"""

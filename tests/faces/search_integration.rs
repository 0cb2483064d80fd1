#[path = "../common/mod.rs"]
mod common;

use common::{at_angle, axis, seed_face, seed_faces, seed_photo, setup_state};
use nazr_people::error::FaceError;
use nazr_people::utils::config::SearchBackend;

const BACKENDS: [SearchBackend; 2] = [SearchBackend::Linear, SearchBackend::Indexed];

fn angle_for(similarity: f32) -> f32 {
    similarity.acos().to_degrees()
}

#[tokio::test]
async fn test_selection_threshold_separates_dissimilar_face() {
    for backend in BACKENDS {
        let (_tmp, state) = setup_state(backend);
        let e1 = at_angle(0.0, 4);
        let e2 = at_angle(angle_for(0.95), 4);
        let e3 = at_angle(angle_for(0.1), 4);
        let ids = seed_faces(&state.db, &[e1, e2, e3]).await;

        let created = state
            .cluster
            .create_person_with_faces(None, &ids[..2])
            .await
            .unwrap();
        assert_eq!(created.count, 2);
        let detail = state.cluster.get_person(created.person_id).await.unwrap();
        assert_eq!(detail.person.face_count, 2);

        let strict = state.search.similar_to_selection(ids[..2].to_vec(), Some(0.7), None).await.unwrap();
        assert!(strict.similar_faces.iter().all(|f| f.id != ids[2]), "{backend:?}");
        assert_eq!(strict.used_threshold, 0.7);

        let loose = state.search.similar_to_selection(ids[..2].to_vec(), Some(0.05), None).await.unwrap();
        let ids_found: Vec<i64> = loose.similar_faces.iter().map(|f| f.id).collect();
        assert_eq!(ids_found, vec![ids[2]], "{backend:?}");
    }
}

#[tokio::test]
async fn test_selection_records_best_similarity_over_queries() {
    for backend in BACKENDS {
        let (_tmp, state) = setup_state(backend);
        // C is 0.9 from A and 0.5 from B.
        let c_angle = angle_for(0.9);
        let a = at_angle(0.0, 3);
        let b = at_angle(c_angle + 60.0, 3);
        let c = at_angle(c_angle, 3);
        let ids = seed_faces(&state.db, &[a, b, c]).await;

        let res = state.search.similar_to_selection(ids[..2].to_vec(), Some(0.7), None).await.unwrap();
        assert_eq!(res.similar_faces.len(), 1, "{backend:?}");
        let hit = &res.similar_faces[0];
        assert_eq!(hit.id, ids[2]);
        assert!((hit.similarity - 0.9).abs() < 1e-3, "{backend:?}: {}", hit.similarity);
        assert!(hit.photo.is_some());
    }
}

#[tokio::test]
async fn test_selection_skips_ignored_assigned_and_low_confidence_faces() {
    let (_tmp, state) = setup_state(SearchBackend::Indexed);
    let query = seed_faces(&state.db, &[axis(0, 3)]).await[0];
    let photo = seed_photo(&state.db, "group.jpg").await;
    let near = at_angle(5.0, 3);
    let visible = seed_face(&state.db, photo, Some(near.clone()), 0.9).await;
    let ignored = seed_face(&state.db, photo, Some(near.clone()), 0.9).await;
    let blurry = seed_face(&state.db, photo, Some(near.clone()), 0.2).await;
    let claimed = seed_face(&state.db, photo, Some(near), 0.9).await;

    state.cluster.ignore_faces(&[ignored]).await.unwrap();
    state.cluster.create_person_with_faces(Some("Ana".into()), &[claimed]).await.unwrap();

    let res = state.search.similar_to_selection(vec![query], Some(0.5), None).await.unwrap();
    let found: Vec<i64> = res.similar_faces.iter().map(|f| f.id).collect();
    assert_eq!(found, vec![visible]);
    assert!(!found.contains(&blurry));
}

#[tokio::test]
async fn test_selection_validation() {
    let (_tmp, state) = setup_state(SearchBackend::Linear);
    let err = state.search.similar_to_selection(vec![], None, None).await.unwrap_err();
    assert!(matches!(err, FaceError::InvalidArgument(_)));

    let ids = seed_faces(&state.db, &[axis(0, 3)]).await;
    let err = state.search.similar_to_selection(ids.clone(), Some(1.5), None).await.unwrap_err();
    assert!(matches!(err, FaceError::InvalidArgument(_)));

    // A selection without embeddings is a soft empty result.
    let photo = seed_photo(&state.db, "blank.jpg").await;
    let bare = seed_face(&state.db, photo, None, 0.9).await;
    let res = state.search.similar_to_selection(vec![bare], Some(0.1), None).await.unwrap();
    assert!(res.similar_faces.is_empty());
}

#[tokio::test]
async fn test_face_similar_includes_person_info_and_counts() {
    for backend in BACKENDS {
        let (_tmp, state) = setup_state(backend);
        let embeddings: Vec<Vec<f32>> = (0..6).map(|i| at_angle(i as f32 * 3.0, 8)).collect();
        let ids = seed_faces(&state.db, &embeddings).await;
        let person = state.cluster.create_person_with_faces(Some("Rami".into()), &[ids[1]]).await.unwrap();

        let res = state.search.similar_to_face(ids[0], Some(0.5), Some(3)).await.unwrap();
        assert_eq!(res.total_found, 5, "{backend:?}");
        assert_eq!(res.returned, 3);
        let found: Vec<i64> = res.similar_faces.iter().map(|f| f.id).collect();
        assert_eq!(found, vec![ids[1], ids[2], ids[3]]);
        let tagged = res.similar_faces[0].person.as_ref().expect("person info");
        assert_eq!(tagged.id, person.person_id);
        assert_eq!(tagged.name.as_deref(), Some("Rami"));
        assert!(res.similar_faces[1].person.is_none());
    }
}

#[tokio::test]
async fn test_face_similar_errors() {
    let (_tmp, state) = setup_state(SearchBackend::Indexed);
    let err = state.search.similar_to_face(9999, None, None).await.unwrap_err();
    assert!(matches!(err, FaceError::NotFound { entity: "face", id: 9999 }));

    let photo = seed_photo(&state.db, "no_embedding.jpg").await;
    let bare = seed_face(&state.db, photo, None, 0.9).await;
    let err = state.search.similar_to_face(bare, None, None).await.unwrap_err();
    assert!(matches!(err, FaceError::NoEmbeddingData { face_id } if face_id == bare));
}

#[tokio::test]
async fn test_raising_threshold_never_grows_results() {
    let (_tmp, state) = setup_state(SearchBackend::Indexed);
    let embeddings: Vec<Vec<f32>> = (0..24).map(|i| at_angle(i as f32 * 7.5, 6)).collect();
    let ids = seed_faces(&state.db, &embeddings).await;

    let mut previous = usize::MAX;
    for t in [0.0, 0.2, 0.4, 0.6, 0.8, 0.95] {
        let res = state.search.similar_to_face(ids[0], Some(t), Some(500)).await.unwrap();
        assert!(res.total_found <= previous, "threshold {t}");
        previous = res.total_found;
    }
}
pub fn list_prototypes(conn: &Connection, exclude_person: Option<i64>) -> Result<Vec<SampledFace>> {
    let mut stmt = conn.prepare("SELECT person_id, prototype_blob FROM person_prototypes WHERE person_id != ?1")?;
    let rows = stmt.query_map(params![exclude_person.unwrap_or(-1)], |row| {
        Ok((row.get::<_, i64>(0)?, row.get::<_, Option<Vec<u8>>>(1)?))
    })?;
    let mut out = Vec::new();
    for r in rows {
        let (id, blob) = r?;
        if let Some(v) = decode_optional(blob, "prototype", id) {
            out.push((id, v));
        }
    }
    Ok(out)
}

/// Persons with at least one eligible face but no stored prototype.
pub fn persons_without_prototype(conn: &Connection, exclude_person: Option<i64>) -> Result<Vec<i64>> {
    let mut stmt = conn.prepare(
        "SELECT p.id FROM persons p
         WHERE p.id != ?1
           AND NOT EXISTS(SELECT 1 FROM person_prototypes pp WHERE pp.person_id = p.id)
           AND EXISTS(SELECT 1 FROM faces f WHERE f.person_id = p.id AND f.ignored = 0 AND f.embedding_blob IS NOT NULL)
         ORDER BY p.id",
    )?;
    let ids = stmt
        .query_map(params![exclude_person.unwrap_or(-1)], |row| row.get::<_, i64>(0))?
        .collect::<std::result::Result<Vec<_>, _>>()?;
    Ok(ids)
}

// Photos

pub fn photo_refs(conn: &Connection, photo_ids: &[i64]) -> Result<HashMap<i64, PhotoRef>> {
    let mut out = HashMap::new();
    for chunk in photo_ids.chunks(ID_CHUNK) {
        let sql = format!("SELECT id, filename, path FROM photos WHERE id IN ({})", placeholders(chunk.len()));
        let mut stmt = conn.prepare(&sql)?;
        let rows = stmt.query_map(params_from_iter(chunk.iter()), |row| {
            let id: i64 = row.get(0)?;
            Ok(PhotoRef {
                id,
                filename: row.get(1)?,
                path: row.get(2)?,
                thumbnail_url: PhotoRef::thumbnail_url_for(id),
            })
        })?;
        for r in rows {
            let p = r?;
            out.insert(p.id, p);
        }
    }
    Ok(out)
}

pub fn photo_exists(conn: &Connection, photo_id: i64) -> Result<bool> {
    let exists = conn.query_row("SELECT EXISTS(SELECT 1 FROM photos WHERE id = ?)", params![photo_id], |r| r.get(0))?;
    Ok(exists)
}

// Settings

pub fn get_face_setting(conn: &Connection, key: &str) -> Result<Option<String>> {
    let value = conn
        .query_row("SELECT value FROM face_settings WHERE key = ?1", params![key], |row| row.get::<_, String>(0))
        .optional()?;
    Ok(value)
}

/// Numeric setting with a fallback for missing or unparsable values.
pub fn get_float_setting(conn: &Connection, key: &str, default: f32) -> Result<f32> {
    let value = get_face_setting(conn, key)?;
    Ok(value.and_then(|v| v.trim().parse::<f32>().ok()).unwrap_or(default))
}

// Jobs

const JOB_COLUMNS: &str = "id, status, mode, similarity_threshold, batch_size, continuous, initial_count, target_count,
    processed, assigned, persons_created, batch_index, total_batches, face_cursor, errors_json, started_at, updated_at, finished_at";

fn row_to_job(row: &Row<'_>) -> rusqlite::Result<JobRecord> {
    let status: String = row.get("status")?;
    let mode: String = row.get("mode")?;
    let errors_json: String = row.get("errors_json")?;
    let bad = |col: usize, msg: String| {
        rusqlite::Error::FromSqlConversionFailure(col, rusqlite::types::Type::Text, msg.into())
    };
    Ok(JobRecord {
        id: row.get("id")?,
        status: status.parse().map_err(|e| bad(1, e))?,
        mode: mode.parse().map_err(|e| bad(2, e))?,
        similarity_threshold: row.get::<_, f64>("similarity_threshold")? as f32,
        batch_size: row.get("batch_size")?,
        continuous: row.get::<_, i64>("continuous")? != 0,
        initial_count: row.get("initial_count")?,
        target_count: row.get("target_count")?,
        processed: row.get("processed")?,
        assigned: row.get("assigned")?,
        persons_created: row.get("persons_created")?,
        batch_index: row.get("batch_index")?,
        total_batches: row.get("total_batches")?,
        cursor: row.get("face_cursor")?,
        errors: serde_json::from_str(&errors_json).unwrap_or_default(),
        started_at: row.get("started_at")?,
        updated_at: row.get("updated_at")?,
        finished_at: row.get("finished_at")?,
    })
}

pub fn get_job(conn: &Connection, job_id: &str) -> Result<Option<JobRecord>> {
    let sql = format!("SELECT {JOB_COLUMNS} FROM cluster_jobs WHERE id = ?");
    let job = conn.query_row(&sql, params![job_id], row_to_job).optional()?;
    Ok(job)
}

pub fn list_jobs(conn: &Connection, limit: i64) -> Result<Vec<JobRecord>> {
    let sql = format!("SELECT {JOB_COLUMNS} FROM cluster_jobs ORDER BY started_at DESC, rowid DESC LIMIT ?");
    let mut stmt = conn.prepare(&sql)?;
    let jobs = stmt.query_map(params![limit], row_to_job)?.collect::<std::result::Result<Vec<_>, _>>()?;
    Ok(jobs)
}

pub fn active_jobs(conn: &Connection) -> Result<Vec<JobRecord>> {
    let sql = format!("SELECT {JOB_COLUMNS} FROM cluster_jobs WHERE status IN ('starting', 'running') ORDER BY started_at DESC");
    let mut stmt = conn.prepare(&sql)?;
    let jobs = stmt.query_map([], row_to_job)?.collect::<std::result::Result<Vec<_>, _>>()?;
    Ok(jobs)
}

"""

- ABOUT THIS TASK -
Return the opening line of the data and every line after it through the line containing "fn angle_for(similarity: f32)", please, exactly as written and with nothing added.

- SOLUTION BELOW -
filename tests/faces/search_integration.rs
repository 0cb2483064d80fd1
#[path = "../common/mod.rs"]
mod common;

use common::{at_angle, axis, seed_face, seed_faces, seed_photo, setup_state};
use nazr_people::error::FaceError;
use nazr_people::utils::config::SearchBackend;

const BACKENDS: [SearchBackend; 2] = [SearchBackend::Linear, SearchBackend::Indexed];

fn angle_for(similarity: f32) -> f32 {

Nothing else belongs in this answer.